The Liberian Government desires to make it clear to the Government of the United States of America that it was not until they had considered without success the possibility of following every other legitimate avenue which could lead to the liquidation of the situation in agreement with all the parties to the loan that they were compelled to have recourse to the policy of suspension of payments which the resolution expresses. The Liberian Government wishes to emphasize as strongly as possible their continued acceptance of obligations under the terms of the loan and their desire and determination to meet payments thereon whenever this can be done without adversely affecting the normal carrying-on of the Government.

In the face, however, of adverse trade conditions, the continuous fall in the revenues and the inadequacy of the revenues, it becomes impossible to meet simultaneously the payment of the loan charges and the administration expenses of the Government; in consequence of wide economic distress and the consistent refusal of the Finance Corporation of America to give assistance or advice, if the Government is to be maintained (which is, of course, the primary consideration even for the security of the loan) it is impossible to meet these charges at present.

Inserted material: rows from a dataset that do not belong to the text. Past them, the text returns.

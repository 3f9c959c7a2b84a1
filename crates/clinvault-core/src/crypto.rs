//! Cryptographic primitives for `clinvault`.
//!
//! AES-256-GCM authenticated encryption, HKDF-SHA256 key derivation,
//! Argon2id password-based key derivation, and zeroize-on-drop key newtypes.
//! Nothing here holds state.
//!
//! # Formats
//!
//! - [`encrypt`]/[`decrypt`]: `nonce (12) || ciphertext || tag (16)` in one
//!   buffer. Used for barrier records and wrapped master keys.
//! - [`seal_detached`]/[`open_detached`]: ciphertext and IV kept apart with
//!   optional associated data. Used for DEK envelopes, where the IV and the
//!   DEK version are stored next to the ciphertext.

use std::fmt;

use aes_gcm::aead::rand_core::RngCore;
use aes_gcm::aead::{Aead, AeadCore, KeyInit, OsRng, Payload};
use aes_gcm::{Aes256Gcm, Key, Nonce};
use argon2::{Algorithm, Argon2, Params, Version};
use hkdf::Hkdf;
use serde::{Deserialize, Serialize};
use sha2::Sha256;
use zeroize::{Zeroize, ZeroizeOnDrop, Zeroizing};

use crate::error::CryptoError;

/// AES-256-GCM nonce length (96 bits).
pub const NONCE_LEN: usize = 12;

/// Minimum combined ciphertext length: nonce + tag.
const MIN_CIPHERTEXT_LEN: usize = NONCE_LEN + 16;

/// Key length for every symmetric key in the hierarchy.
pub const KEY_LEN: usize = 32;

/// A 256-bit symmetric key, zeroized on drop and redacted in `Debug`.
#[derive(Clone, Zeroize, ZeroizeOnDrop)]
pub struct EncryptionKey([u8; KEY_LEN]);

impl EncryptionKey {
    /// Create a key from raw bytes.
    #[must_use]
    pub fn from_bytes(bytes: [u8; KEY_LEN]) -> Self {
        Self(bytes)
    }

    /// Create a key from a slice, which must be exactly 32 bytes.
    ///
    /// # Errors
    ///
    /// Returns [`CryptoError::InvalidKeyLength`] for any other length.
    pub fn from_slice(bytes: &[u8]) -> Result<Self, CryptoError> {
        let array: [u8; KEY_LEN] = bytes
            .try_into()
            .map_err(|_| CryptoError::InvalidKeyLength {
                actual: bytes.len(),
            })?;
        Ok(Self(array))
    }

    /// Generate a new random key from the OS CSPRNG.
    #[must_use]
    pub fn generate() -> Self {
        let key = Aes256Gcm::generate_key(OsRng);
        let mut bytes = [0u8; KEY_LEN];
        bytes.copy_from_slice(&key);
        Self(bytes)
    }

    /// Borrow the raw key bytes. Never log or persist them.
    #[must_use]
    pub fn as_bytes(&self) -> &[u8; KEY_LEN] {
        &self.0
    }

    fn cipher(&self) -> Aes256Gcm {
        Aes256Gcm::new(Key::<Aes256Gcm>::from_slice(&self.0))
    }
}

impl fmt::Debug for EncryptionKey {
    fn fmt(&self, f: &mut fmt::Formatter<'_>) -> fmt::Result {
        f.debug_struct("EncryptionKey")
            .field("bytes", &"[REDACTED]")
            .finish()
    }
}

/// Ciphertext with its IV kept separately.
#[derive(Debug, Clone, PartialEq, Eq)]
pub struct DetachedCiphertext {
    /// Ciphertext including the 16-byte tag.
    pub ciphertext: Vec<u8>,
    /// The 96-bit IV used for this encryption.
    pub iv: [u8; NONCE_LEN],
}

/// Argon2id cost parameters for password-derived keys.
#[derive(Debug, Clone, Copy, PartialEq, Eq, Serialize, Deserialize)]
pub struct KdfParams {
    /// Memory cost in KiB.
    pub memory_kib: u32,
    /// Number of passes.
    pub iterations: u32,
    /// Degree of parallelism.
    pub parallelism: u32,
}

impl Default for KdfParams {
    fn default() -> Self {
        Self {
            memory_kib: 19_456,
            iterations: 2,
            parallelism: 1,
        }
    }
}

impl KdfParams {
    /// The smallest parameters Argon2 accepts. Test and development use only.
    #[must_use]
    pub fn minimal() -> Self {
        Self {
            memory_kib: 8,
            iterations: 1,
            parallelism: 1,
        }
    }
}

/// Encrypt with a fresh random nonce, returning `nonce || ciphertext || tag`.
///
/// # Errors
///
/// Returns [`CryptoError::Encryption`] if the AEAD operation fails.
pub fn encrypt(key: &EncryptionKey, plaintext: &[u8]) -> Result<Vec<u8>, CryptoError> {
    let sealed = seal_detached(key, plaintext, b"")?;
    let mut combined = Vec::with_capacity(NONCE_LEN.saturating_add(sealed.ciphertext.len()));
    combined.extend_from_slice(&sealed.iv);
    combined.extend_from_slice(&sealed.ciphertext);
    Ok(combined)
}

/// Decrypt a buffer produced by [`encrypt`].
///
/// # Errors
///
/// Returns [`CryptoError::CiphertextTooShort`] for inputs under 28 bytes and
/// [`CryptoError::Decryption`] if authentication fails.
pub fn decrypt(key: &EncryptionKey, combined: &[u8]) -> Result<Vec<u8>, CryptoError> {
    if combined.len() < MIN_CIPHERTEXT_LEN {
        return Err(CryptoError::CiphertextTooShort {
            expected: MIN_CIPHERTEXT_LEN,
            actual: combined.len(),
        });
    }
    let (iv, ciphertext) = combined.split_at(NONCE_LEN);
    open_detached(key, ciphertext, iv, b"")
}

/// Encrypt with a fresh random IV and optional associated data, keeping the
/// IV apart from the ciphertext.
///
/// # Errors
///
/// Returns [`CryptoError::Encryption`] if the AEAD operation fails.
pub fn seal_detached(
    key: &EncryptionKey,
    plaintext: &[u8],
    aad: &[u8],
) -> Result<DetachedCiphertext, CryptoError> {
    let nonce = Aes256Gcm::generate_nonce(&mut OsRng);
    let ciphertext = key
        .cipher()
        .encrypt(&nonce, Payload { msg: plaintext, aad })
        .map_err(|e| CryptoError::Encryption {
            reason: e.to_string(),
        })?;
    let mut iv = [0u8; NONCE_LEN];
    iv.copy_from_slice(&nonce);
    Ok(DetachedCiphertext { ciphertext, iv })
}

/// Decrypt a ciphertext produced by [`seal_detached`].
///
/// # Errors
///
/// Returns [`CryptoError::InvalidNonce`] if `iv` is not 12 bytes and
/// [`CryptoError::Decryption`] if authentication fails (wrong key, wrong
/// associated data, or tampering).
pub fn open_detached(
    key: &EncryptionKey,
    ciphertext: &[u8],
    iv: &[u8],
    aad: &[u8],
) -> Result<Vec<u8>, CryptoError> {
    if iv.len() != NONCE_LEN {
        return Err(CryptoError::InvalidNonce { actual: iv.len() });
    }
    key.cipher()
        .decrypt(Nonce::from_slice(iv), Payload { msg: ciphertext, aad })
        .map_err(|e| CryptoError::Decryption {
            reason: e.to_string(),
        })
}

/// Derive a subkey from `root_key` with HKDF-SHA256.
///
/// `info` must be unique per use (for example `clinvault-kms-<key id>`).
///
/// # Errors
///
/// Returns [`CryptoError::KeyDerivation`] if HKDF expansion fails.
pub fn derive_key(
    root_key: &EncryptionKey,
    salt: Option<&[u8]>,
    info: &[u8],
) -> Result<EncryptionKey, CryptoError> {
    let hk = Hkdf::<Sha256>::new(salt, root_key.as_bytes());
    let mut derived = [0u8; KEY_LEN];
    hk.expand(info, &mut derived)
        .map_err(|e| CryptoError::KeyDerivation {
            context: String::from_utf8_lossy(info).into_owned(),
            reason: e.to_string(),
        })?;
    Ok(EncryptionKey::from_bytes(derived))
}

/// Derive a key-encryption key from a password with Argon2id.
///
/// # Errors
///
/// Returns [`CryptoError::KeyDerivation`] if the parameters are rejected or
/// hashing fails.
pub fn derive_password_key(
    password: &str,
    salt: &[u8],
    params: KdfParams,
) -> Result<EncryptionKey, CryptoError> {
    let kdf_err = |reason: String| CryptoError::KeyDerivation {
        context: "argon2id".to_owned(),
        reason,
    };
    let params = Params::new(
        params.memory_kib,
        params.iterations,
        params.parallelism,
        Some(KEY_LEN),
    )
    .map_err(|e| kdf_err(e.to_string()))?;

    let mut key = Zeroizing::new([0u8; KEY_LEN]);
    Argon2::new(Algorithm::Argon2id, Version::V0x13, params)
        .hash_password_into(password.as_bytes(), salt, &mut *key)
        .map_err(|e| kdf_err(e.to_string()))?;
    Ok(EncryptionKey::from_bytes(*key))
}

/// Fill a fresh buffer of `len` bytes from the OS CSPRNG.
#[must_use]
pub fn random_bytes(len: usize) -> Vec<u8> {
    let mut buf = vec![0u8; len];
    OsRng.fill_bytes(&mut buf);
    buf
}

#[cfg(test)]
#[allow(clippy::unwrap_used)]
mod tests {
    use super::*;

    #[test]
    fn combined_format_roundtrips_and_carries_nonce() {
        let key = EncryptionKey::generate();
        let ciphertext = encrypt(&key, b"master key bytes").unwrap();
        assert_eq!(ciphertext.len(), NONCE_LEN + 16 + 16);
        assert_eq!(decrypt(&key, &ciphertext).unwrap(), b"master key bytes");
    }

    #[test]
    fn decrypt_too_short_fails() {
        let key = EncryptionKey::generate();
        assert!(matches!(
            decrypt(&key, &[0u8; 10]),
            Err(CryptoError::CiphertextTooShort {
                expected: 28,
                actual: 10
            })
        ));
    }

    #[test]
    fn tampered_tag_is_rejected() {
        let key = EncryptionKey::generate();
        let mut sealed = seal_detached(&key, b"4111222233334444", b"").unwrap();
        if let Some(byte) = sealed.ciphertext.last_mut() {
            *byte ^= 0x01;
        }
        let result = open_detached(&key, &sealed.ciphertext, &sealed.iv, b"");
        assert!(matches!(result, Err(CryptoError::Decryption { .. })));
    }

    #[test]
    fn associated_data_binds_ciphertext() {
        let key = EncryptionKey::generate();
        let sealed = seal_detached(&key, b"kek", b"key-name-a").unwrap();
        assert!(open_detached(&key, &sealed.ciphertext, &sealed.iv, b"key-name-b").is_err());
        assert_eq!(
            open_detached(&key, &sealed.ciphertext, &sealed.iv, b"key-name-a").unwrap(),
            b"kek"
        );
    }

    #[test]
    fn each_seal_uses_a_fresh_iv() {
        let key = EncryptionKey::generate();
        let a = seal_detached(&key, b"same", b"").unwrap();
        let b = seal_detached(&key, b"same", b"").unwrap();
        assert_ne!(a.iv, b.iv);
        assert_ne!(a.ciphertext, b.ciphertext);
    }

    #[test]
    fn short_iv_is_rejected_before_decrypting() {
        let key = EncryptionKey::generate();
        let result = open_detached(&key, &[0u8; 32], &[0u8; 8], b"");
        assert!(matches!(result, Err(CryptoError::InvalidNonce { actual: 8 })));
    }

    #[test]
    fn hkdf_is_deterministic_and_context_separated() {
        let root = EncryptionKey::generate();
        let a = derive_key(&root, Some(b"salt"), b"clinvault-kms-a").unwrap();
        let again = derive_key(&root, Some(b"salt"), b"clinvault-kms-a").unwrap();
        let b = derive_key(&root, Some(b"salt"), b"clinvault-kms-b").unwrap();
        assert_eq!(a.as_bytes(), again.as_bytes());
        assert_ne!(a.as_bytes(), b.as_bytes());
    }

    #[test]
    fn password_key_depends_on_password_and_salt() {
        let params = KdfParams::minimal();
        let salt = [7u8; 16];
        let a = derive_password_key("correct horse", &salt, params).unwrap();
        let again = derive_password_key("correct horse", &salt, params).unwrap();
        let other_pw = derive_password_key("battery staple", &salt, params).unwrap();
        let other_salt = derive_password_key("correct horse", &[8u8; 16], params).unwrap();
        assert_eq!(a.as_bytes(), again.as_bytes());
        assert_ne!(a.as_bytes(), other_pw.as_bytes());
        assert_ne!(a.as_bytes(), other_salt.as_bytes());
    }

    #[test]
    fn from_slice_checks_length() {
        assert!(EncryptionKey::from_slice(&[1u8; 32]).is_ok());
        assert!(matches!(
            EncryptionKey::from_slice(&[1u8; 31]),
            Err(CryptoError::InvalidKeyLength { actual: 31 })
        ));
    }

    #[test]
    fn debug_output_is_redacted() {
        let key = EncryptionKey::from_bytes([0xAB; 32]);
        let debug = format!("{key:?}");
        assert!(debug.contains("[REDACTED]"));
        assert!(!debug.contains("171"));
    }

    #[test]
    fn random_bytes_has_requested_length() {
        let a = random_bytes(24);
        let b = random_bytes(24);
        assert_eq!(a.len(), 24);
        assert_ne!(a, b);
    }
}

The Liberian Government notes with surprise the suggestion from the United States of America that the representative of the Finance Corporation of America, sent to Monrovia in December,9 is authorized to suggest a solution to the problem and to integrate this with the plan of assistance of the League of Nations, this having been intimated to the Liberian Government neither by advice from the Finance Corporation of America nor by their representative himself when he was in contact with the President of Liberia. Nor is this suggestion borne out by the declaration made in Geneva by the representative of the United States of America on the Committee of the Council of the League when he intimated why the Finance Corporation of America would not enter into the negotiations scheduled for the 15th of November, 1932.

The coincidence of Mr. Lyle’s interview with the President of Liberia and the passage of the resolution is wholly fortuitous. The policy pursued by the Liberian Government in the present instance is emphatically dictated by the budget situation. In the opinion of the Liberian Government the budget cannot be balanced without the enforcement of the law which is protested against.

The Liberian Government is still open to receive any proposals relevant to this situation. But considering the delay which has already been caused by the attitude of the Finance Corporation of America and in view of the urgent necessity of providing for the payment of the expenses of the Government and of relieving the general economic distress and the unsatisfactory position of the public employees who, with regard to the payment of salaries, have been discriminated against to the advantage of the Finance Corporation of America and the fiscal regime, the Government finds itself unable to suspend the execution of the law unless and until some solution appropriate to the social facts, [Page 882] and not based merely upon theoretic rights, be forthcoming from the parties interested in the question.

The Liberian Government submits this reply through the Liberian Minister in Paris as there is no accredited United States Minister to Liberia and as the attitude of Mr. Mitchell appears to the Liberian Government as needlessly discourteous.”

Copy mailed to Reber.

  1. The Minister in Liberia (Charles E. Mitchell) had had no official relations with the Liberian Government since his arrival in Monrovia in February 1931.
  2. L. T. Lyle, vice president of the Finance Corporation of America.